- Work order
Please reproduce all of the lines below, word for word and in full.

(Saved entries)
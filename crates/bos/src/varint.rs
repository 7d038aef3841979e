//! Self-describing variable-width unsigned integers.
//!
//! Layout of the first byte:
//! - `0x00..=0xfc`: the value itself
//! - `0xfd`: followed by a little-endian `u16`
//! - `0xfe`: followed by a little-endian `u32`
//! - `0xff`: followed by a little-endian `u64`
//!
//! Writers always pick the narrowest form.

use bos_buffers::{BufferError, Reader, Writer};

use crate::constants::{VARINT_MAX_DIRECT, VARINT_U16, VARINT_U32, VARINT_U64};

/// Reads one varint. Each escaped width is bounds checked before it is read.
pub fn read_varint(reader: &mut Reader<'_>) -> Result<u64, BufferError> {
    match reader.try_u8()? {
        VARINT_U64 => reader.try_u64(),
        VARINT_U32 => reader.try_u32().map(u64::from),
        VARINT_U16 => reader.try_u16().map(u64::from),
        direct => Ok(u64::from(direct)),
    }
}

/// Writes `value` using the minimal-width encoding.
pub fn write_varint(writer: &mut Writer, value: u64) {
    if value <= VARINT_MAX_DIRECT {
        writer.u8(value as u8);
    } else if value <= u64::from(u16::MAX) {
        writer.u8(VARINT_U16);
        writer.u16(value as u16);
    } else if value <= u64::from(u32::MAX) {
        writer.u8(VARINT_U32);
        writer.u32(value as u32);
    } else {
        writer.u8(VARINT_U64);
        writer.u64(value);
    }
}

/// Number of bytes [`write_varint`] emits for `value`.
pub fn varint_size(value: u64) -> usize {
    if value <= VARINT_MAX_DIRECT {
        1
    } else if value <= u64::from(u16::MAX) {
        3
    } else if value <= u64::from(u32::MAX) {
        5
    } else {
        9
    }
}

- Reply to the exercise
filename crates/bos/src/varint.rs
repository 7d038aef3841979e
//! Self-describing variable-width unsigned integers.
//!
//! Layout of the first byte:
//! - `0x00..=0xfc`: the value itself
//! - `0xfd`: followed by a little-endian `u16`
//! - `0xfe`: followed by a little-endian `u32`
//! - `0xff`: followed by a little-endian `u64`
//!
//! Writers always pick the narrowest form.

use bos_buffers::{BufferError, Reader, Writer};

use crate::constants::{VARINT_MAX_DIRECT, VARINT_U16, VARINT_U32, VARINT_U64};

/// Reads one varint. Each escaped width is bounds checked before it is read.
pub fn read_varint(reader: &mut Reader<'_>) -> Result<u64, BufferError> {
    match reader.try_u8()? {
        VARINT_U64 => reader.try_u64(),
        VARINT_U32 => reader.try_u32().map(u64::from),
        VARINT_U16 => reader.try_u16().map(u64::from),
        direct => Ok(u64::from(direct)),
    }
}

/// Writes `value` using the minimal-width encoding.
pub fn write_varint(writer: &mut Writer, value: u64) {
    if value <= VARINT_MAX_DIRECT {
        writer.u8(value as u8);
    } else if value <= u64::from(u16::MAX) {
        writer.u8(VARINT_U16);
        writer.u16(value as u16);
    } else if value <= u64::from(u32::MAX) {
        writer.u8(VARINT_U32);
        writer.u32(value as u32);
    } else {
        writer.u8(VARINT_U64);
        writer.u64(value);
    }
}

/// Number of bytes [`write_varint`] emits for `value`.
pub fn varint_size(value: u64) -> usize {
    if value <= VARINT_MAX_DIRECT {
        1
    } else if value <= u64::from(u16::MAX) {
        3
    } else if value <= u64::from(u32::MAX) {
        5
    } else {
        9
    }
}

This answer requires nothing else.